What you are looking at in your photo is an elbow, not a bracket and poking out of the bottom is blue MDPE water pipe.
It is used often to bring mains water into houses from the water company main.
The "layflat" pipe you refer to is used inside properties instead of copper pipe.
The difference is that the blue and sometimes black pipe is designed for rugged external and underground use whereas the layflat is not.
It might work if it was laid in ducting.
I would just use the blue pipe.
BTW, the term layflat is also used for flexible hose that can be rolled up and is flat with no water in it.
The elbow is a compression type and one brand is Philmac.
It isn't good practice to have an unsupported pipe coming straight out of the wall, nor is it good to have it unprotected from frost, though that depends where you live.
To answer your question, I know that Philmac do fittings to join MDPE pipe to just about anything else.
If you use the layflat pipe, you need to ask the manufacturer (e.g. John Guest Speedfit) if their fittings are suitable for external use.
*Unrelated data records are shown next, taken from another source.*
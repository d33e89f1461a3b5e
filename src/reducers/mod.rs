mod covariance_reducer;
mod reducer;
mod reducer_state;
mod variance_reducer;

pub use covariance_reducer::{CovarianceReducer, ObservationTransform};
pub use reducer::{Observation, Reducer};
pub use reducer_state::ReducerState;
pub use variance_reducer::VarianceReducer;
Remember that all metric pipe is measured on the external diameter.
One tip. Protect the joints with tape or even a plastic bag to keep grit out.
There is a delicate "O" ring seal and sometimes you won't be able to get the fitting apart if it gets crud in it.
Another tip, don't use a hacksaw to cut either type of pipe. Use the proper pipe cutter.
The jagged hacksaw cut can ruin the fitting seal.
You might get away with using layflat, but I wouldn't recommend it.
You can use either type of pipe with conventional brass compression fittings, but you need to use an insert in the pipe to take the force of the fitting when tightened.